ALIZA CLAUDE LAHAV - LES PANTOUFLES - 6 JUIN 2014








06 JUIN 2014

LES PANTOUFLES


Toutes mes pensées en ce jour vers ma très chère amie Aliza et tous ceux qui comme elle et moi, prônent un langage et des actes en faveur de la paix dans le monde.

Aujourd'hui, permettez-moi de vous conter la nouvelle "Les pantoufles" d'Aliza, extraite du recueil du même nom de douze nouvelles, paru aux éditions Edilivre.


Le 6 juin 1944

la petite fille des pantoufles

avait exactement 

11 ans









En 1939 elle allait entrer à la grande école et en était très fière. Ses grandes sœurs la taquinaient en disant qu'elle n'était encore qu'un bébé, que la grande école n'était pas vraiment importante, qu'elle était trop petite pour comprendre... Mais elle, petite fille menue au visage anguleux, les lèvres tremblantes et le menton pointant en avant comme pour retenir une envie
de pleurer, les yeux grand ouverts avec un fond de bouderie, elle était froissée mais fière
malgré tout.


   Puis il y eut l'exode, le départ en catastrophe, la famille séparée et disséminée dans différentes campagnes. Papa était resté à Paris pour garder l'atelier, pour continuer à travailler, pour sauvegarder le peu de biens qu'il avait. Et toute cette agitation, tout ce monde sur les routes, tout ce bruit... elle ne comprenait pas, la petite fille, ce qui se passait autour d'elle.

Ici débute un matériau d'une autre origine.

//! JSON snapshot of the four sources.
//!
//! Stands in for the live platform primitives: the CLI reads a captured
//! snapshot file, tests build one in code. Config-key mutations write through
//! to the shared in-memory snapshot; [`SnapshotSources::save`] persists them.

use std::cell::{Cell, Ref, RefCell};
use std::collections::BTreeMap;
use std::fs;
use std::path::{Path, PathBuf};
use std::rc::Rc;

use chrono::{DateTime, Utc};
use serde::{Deserialize, Serialize};

use crate::error::InventoryError;
use crate::model::{
    eq_fold, ObjectNamespace, RawModuleRecord, RawNamespaceEntry, RawServiceRecord, RegValue, ServiceKind,
    ServiceStatus,
};
use crate::source::{ConfigKey, ConfigStore, ModuleSource, NamespaceSource, ServiceSource, SourceKind, Sources};

const SERVICES_ROOT: &str = "\\Registry\\Machine\\SYSTEM\\CurrentControlSet\\Services";

// ---------------------------------------------------------------------------
// Data
// ---------------------------------------------------------------------------

#[derive(Debug, Clone, Default, PartialEq, Serialize, Deserialize)]
pub struct Snapshot {
    #[serde(default)]
    pub services: Vec<RawServiceRecord>,
    #[serde(default)]
    pub config_keys: Vec<KeyData>,
    #[serde(default)]
    pub objects: Vec<RawNamespaceEntry>,
    #[serde(default)]
    pub modules: Vec<RawModuleRecord>,
    /// Sources that report themselves unavailable when read.
    #[serde(default, skip_serializing_if = "Vec::is_empty")]
    pub unavailable: Vec<SourceKind>,
}

#[derive(Debug, Clone, PartialEq, Serialize, Deserialize)]
pub struct KeyData {
    pub name: String,
    #[serde(default)]
    pub values: BTreeMap<String, RegValue>,
    #[serde(default, skip_serializing_if = "Option::is_none")]
    pub last_write_time: Option<DateTime<Utc>>,
}

impl KeyData {
    pub fn new(name: impl Into<String>) -> Self {
        Self {
            name: name.into(),
            values: BTreeMap::new(),
            last_write_time: None,
        }
    }

    pub fn value(mut self, name: impl Into<String>, value: RegValue) -> Self {
        self.values.insert(name.into(), value);
        self
    }

    pub fn written_at(mut self, at: DateTime<Utc>) -> Self {
        self.last_write_time = Some(at);
        self
    }

    fn get(&self, name: &str) -> Option<&RegValue> {
        self.values
            .iter()
            .find(|(k, _)| eq_fold(k, name))
            .map(|(_, v)| v)
    }

    fn remove(&mut self, name: &str) -> Option<RegValue> {
        let existing = self.values.keys().find(|k| eq_fold(k, name)).cloned()?;
        self.values.remove(&existing)
    }
}

impl Snapshot {
    pub fn from_json(input: &str) -> Result<Self, InventoryError> {
        serde_json::from_str(input).map_err(|e| InventoryError::SnapshotParse(e.to_string()))
    }

    pub fn load(path: &Path) -> Result<Self, InventoryError> {
        let contents = fs::read_to_string(path)
            .map_err(|e| InventoryError::Io(format!("cannot read {}: {e}", path.display())))?;
        Self::from_json(&contents)
    }

    pub fn to_json(&self) -> Result<String, InventoryError> {
        serde_json::to_string_pretty(self).map_err(|e| InventoryError::SnapshotParse(e.to_string()))
    }

    pub fn with_service(mut self, name: &str, kind: ServiceKind, status: ServiceStatus) -> Self {
        self.services.push(RawServiceRecord {
            name: name.into(),
            display_name: name.into(),
            kind,
            status,
            start_type: None,
        });
        self
    }

    pub fn with_key(mut self, key: KeyData) -> Self {
        self.config_keys.push(key);
        self
    }

    pub fn with_object(mut self, path: &str) -> Self {
        self.objects.push(RawNamespaceEntry::new(path));
        self
    }

    pub fn with_module(mut self, name: &str, full_path: &str) -> Self {
        self.modules.push(RawModuleRecord {
            name: name.into(),
            full_path: full_path.into(),
            image_base: 0,
            mapped_base: 0,
            section: 0,
            image_size: 0,
            flags: 0,
            load_order_index: self.modules.len() as u16,
            init_order_index: 0,
            load_count: 1,
        });
        self
    }

    pub fn with_unavailable(mut self, source: SourceKind) -> Self {
        self.unavailable.push(source);
        self
    }

    fn key_position(&self, name: &str) -> Option<usize> {
        self.config_keys.iter().position(|k| eq_fold(&k.name, name))
    }

    fn check_available(&self, source: SourceKind) -> Result<(), InventoryError> {
        if self.unavailable.contains(&source) {
            return Err(InventoryError::SourceUnavailable {
                source,
                reason: "marked unavailable in snapshot".into(),
            });
        }
        Ok(())
    }
}

// ---------------------------------------------------------------------------
// Sources
// ---------------------------------------------------------------------------

/// Shared, single-threaded view over a [`Snapshot`] implementing every source
/// trait. Clones share state.
#[derive(Debug, Clone)]
pub struct SnapshotSources {
    state: Rc<RefCell<Snapshot>>,
    open_handles: Rc<Cell<usize>>,
    path: Option<PathBuf>,
}

impl SnapshotSources {
    pub fn new(snapshot: Snapshot) -> Self {
        Self {
            state: Rc::new(RefCell::new(snapshot)),
            open_handles: Rc::new(Cell::new(0)),
            path: None,
        }
    }

    /// Load a snapshot file; `save` and `reload` use the same path.
    pub fn open(path: &Path) -> Result<Self, InventoryError> {
        let mut sources = Self::new(Snapshot::load(path)?);
        sources.path = Some(path.to_path_buf());
        Ok(sources)
    }

    pub fn path(&self) -> Option<&Path> {
        self.path.as_deref()
    }

    /// Re-read the backing file, replacing the in-memory snapshot.
    pub fn reload(&self) -> Result<(), InventoryError> {
        if let Some(ref path) = self.path {
            let fresh = Snapshot::load(path)?;
            self.replace(fresh);
        }
        Ok(())
    }

    pub fn save(&self) -> Result<(), InventoryError> {
        let Some(ref path) = self.path else {
            return Ok(());
        };
        let json = self.state.borrow().to_json()?;
        fs::write(path, json)
            .map_err(|e| InventoryError::Io(format!("cannot write {}: {e}", path.display())))
    }

    pub fn replace(&self, snapshot: Snapshot) {
        *self.state.borrow_mut() = snapshot;
    }

    pub fn snapshot(&self) -> Ref<'_, Snapshot> {
        self.state.borrow()
    }

    /// Key handles currently open against this store.
    pub fn open_handles(&self) -> usize {
        self.open_handles.get()
    }

    pub fn sources(&self) -> Sources {
        Sources {
            services: Box::new(self.clone()),
            config: Box::new(self.clone()),
            namespace: Box::new(self.clone()),
            modules: Box::new(self.clone()),
        }
    }

    fn handle(&self, name: String) -> Box<dyn ConfigKey> {
        Box::new(SnapshotKey::new(name, Rc::clone(&self.state), Rc::clone(&self.open_handles)))
    }
}

impl ServiceSource for SnapshotSources {
    fn list_services(&self) -> Result<Vec<RawServiceRecord>, InventoryError> {
        let snap = self.state.borrow();
        snap.check_available(SourceKind::Services)?;
        Ok(snap.services.clone())
    }
}

impl ConfigStore for SnapshotSources {
    fn list_keys(&self) -> Result<Vec<Box<dyn ConfigKey>>, InventoryError> {
        let names: Vec<String> = {
            let snap = self.state.borrow();
            snap.check_available(SourceKind::Config)?;
            snap.config_keys.iter().map(|k| k.name.clone()).collect()
        };
        Ok(names.into_iter().map(|n| self.handle(n)).collect())
    }

    fn open_key(&self, name: &str) -> Result<Box<dyn ConfigKey>, InventoryError> {
        let canonical = {
            let snap = self.state.borrow();
            let pos = snap
                .key_position(name)
                .ok_or_else(|| InventoryError::KeyNotFound(name.into()))?;
            snap.config_keys[pos].name.clone()
        };
        Ok(self.handle(canonical))
    }

    fn create_key(&self, name: &str) -> Result<Box<dyn ConfigKey>, InventoryError> {
        {
            let mut snap = self.state.borrow_mut();
            if snap.key_position(name).is_none() {
                snap.config_keys
                    .push(KeyData::new(name).written_at(Utc::now()));
            }
        }
        self.open_key(name)
    }

    fn delete_key(&self, name: &str) -> Result<(), InventoryError> {
        let mut snap = self.state.borrow_mut();
        let pos = snap
            .key_position(name)
            .ok_or_else(|| InventoryError::KeyNotFound(name.into()))?;
        snap.config_keys.remove(pos);
        Ok(())
    }
}

impl NamespaceSource for SnapshotSources {
    fn list_objects(&self, namespace: ObjectNamespace) -> Result<Vec<RawNamespaceEntry>, InventoryError> {
        let snap = self.state.borrow();
        snap.check_available(SourceKind::Namespace)?;
        let prefix = format!("{}\\", namespace.prefix());
        Ok(snap
            .objects
            .iter()
            .filter(|o| {
                o.path.len() > prefix.len() && o.path.get(..prefix.len()).is_some_and(|p| eq_fold(p, &prefix))
            })
            .cloned()
            .collect())
    }
}

impl ModuleSource for SnapshotSources {
    fn list_modules(&self) -> Result<Vec<RawModuleRecord>, InventoryError> {
        let snap = self.state.borrow();
        snap.check_available(SourceKind::Modules)?;
        Ok(snap.modules.clone())
    }
}

// ---------------------------------------------------------------------------
// Key handle
// ---------------------------------------------------------------------------

#[derive(Debug)]
struct SnapshotKey {
    name: String,
    state: Rc<RefCell<Snapshot>>,
    open_handles: Rc<Cell<usize>>,
}

impl SnapshotKey {
    fn new(name: String, state: Rc<RefCell<Snapshot>>, open_handles: Rc<Cell<usize>>) -> Self {
        open_handles.set(open_handles.get() + 1);
        Self {
            name,
            state,
            open_handles,
        }
    }

    fn with_data<R>(&self, f: impl FnOnce(&KeyData) -> R) -> Option<R> {
        let snap = self.state.borrow();
        snap.key_position(&self.name).map(|pos| f(&snap.config_keys[pos]))
    }

    fn with_data_mut<R>(&self, f: impl FnOnce(&mut KeyData) -> R) -> Result<R, InventoryError> {
        let mut snap = self.state.borrow_mut();
        let pos = snap
            .key_position(&self.name)
            .ok_or_else(|| InventoryError::KeyNotFound(self.name.clone()))?;
        let key = &mut snap.config_keys[pos];
        key.last_write_time = Some(Utc::now());
        Ok(f(key))
    }
}

impl Drop for SnapshotKey {
    fn drop(&mut self) {
        self.open_handles.set(self.open_handles.get().saturating_sub(1));
    }
}

impl ConfigKey for SnapshotKey {
    fn name(&self) -> &str {
        &self.name
    }

    fn full_path(&self) -> String {
        format!("{SERVICES_ROOT}\\{}", self.name)
    }

    fn query_value(&self, name: &str) -> Option<RegValue> {
        self.with_data(|k| k.get(name).cloned()).flatten()
    }

    fn set_value(&mut self, name: &str, value: RegValue) -> Result<(), InventoryError> {
        self.with_data_mut(|k| {
            k.remove(name);
            k.values.insert(name.to_string(), value);
        })
    }

    fn delete_value(&mut self, name: &str) -> Result<(), InventoryError> {
        self.with_data_mut(|k| k.remove(name))?
            .map(|_| ())
            .ok_or_else(|| InventoryError::Store(format!("value '{name}' not found under '{}'", self.name)))
    }

    fn last_write_time(&self) -> Option<DateTime<Utc>> {
        self.with_data(|k| k.last_write_time).flatten()
    }

    fn duplicate(&self) -> Result<Box<dyn ConfigKey>, InventoryError> {
        if self.with_data(|_| ()).is_none() {
            return Err(InventoryError::KeyNotFound(self.name.clone()));
        }
        Ok(Box::new(SnapshotKey::new(
            self.name.clone(),
            Rc::clone(&self.state),
            Rc::clone(&self.open_handles),
        )))
    }
}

   De retour à Paris il y eut enfin la grande école, l'émotion, l'angoisse du premier jour de classe. La petite fille ne comprit pas pourquoi la maîtresse d'école avait l'air si sévère en prononçant son nom, le dernier de la liste d'appel. Évidemment avec un nom truffé de Z et de K
la dame avait du s'y reprendre à deux fois. "Encore un nom à coucher dehors avec un billet de logement" avait-elle marmonné. Et la petite avait ressenti la méchanceté avant de connaître les miracles de l'alphabet. Mais elle était confiante la petite fille, car elle savait comment
obtenir l'approbation de la maîtresse d'école. En effet son papa lui avait promis une belle étoile jaune avec des lettres noires à l'intérieur pour mettre sur le revers de son petit manteau. C'est d'ailleurs papa qui lui avait cousu ce joli vêtement et pour l'étoile il avait dit: "je vais la doubler d'une toile de tailleur pour qu'elle se tienne bien; elle sera belle et tu en seras fière,tu verras".
Si la maîtresse fut impressionnée elle ne le montra pas.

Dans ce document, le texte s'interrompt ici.